The film, based on Stevenson’s memoir of the same title, focuses on the case that catapulted Stevenson and his team to national attention. Jamie Foxx plays Walter McMillian, a man wrongfully convicted of murder based on coerced testimony and sentenced to death, despite a jury recommendation of a life sentence.
Deftly directed by Destin Daniel Cretton, “Just Mercy” boasts an all-star cast in telling this story at a time when criminal justice reform becomes an ever-more prescient issue in America. Jordan and Foxx are joined by Brie Larson, Rob Morgan, Tim Blake Nelson, Rafe Spall and O’Shea Jackson Jr.
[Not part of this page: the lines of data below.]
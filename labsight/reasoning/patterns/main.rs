//! Declarative physiological pattern detection.

/// Rule matcher and pattern verdicts.
pub mod engine;
/// Built-in rule catalogue.
pub mod rules;

pub use engine::{Pattern, PatternEngine, PatternReport};
pub use rules::{Condition, Mode, PatternRule, Typing, RULES};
The audience is engaged in a straight-forward and concise retelling of the case, starting with McMillian’s arrest and following Stevenson’s long battle to achieve his client’s freedom. Along the way, we also witness the stories of several other inmates unfold, including one who was finally acquitted by the United States Supreme Court in 2015 after 28 years on death row.
The direction takes a simple approach, letting the power of the story carry itself and putting a spotlight on its exceptionally talented cast. Jordan proves yet again why he’s one of the fastest rising stars of his generation, taking command of every scene he’s in. Foxx delivers an inverse strength as a painfully broken man looking to stand tall in the face of impossible odds. Larson rounds out the three primary roles with a compelling performance as Eva Ansley, Stevenson’s assistant, but her character is given the least to work with.
Beyond the bright sheen of the stars however, the supporting characters steal the show. A post-credits video of Ralph Myers, the inmate whose testimony the conviction hinged on, highlights how spot-on Nelson’s portrayal is.
Meanwhile Morgan, as death row inmate Herbert Richardson, delivers perhaps the most powerful performance of the whole film, showcasing the magic that can happen when a film does not get so caught up in its leads that it lets the other stories it’s telling slip through the cracks.
It’s a shame that this film was so woefully overlooked this past awards season, as it is exactly the sort of movie that deserves that recognition. It also deserves support from the church community, as the story of a prominent Christian hero fighting on the frontlines of Gospel work in America today. The film addresses Stevenson’s faith subtly, making it inextricable from his character but never feeling like it’s stopped to “preach,” an admirable accomplishment.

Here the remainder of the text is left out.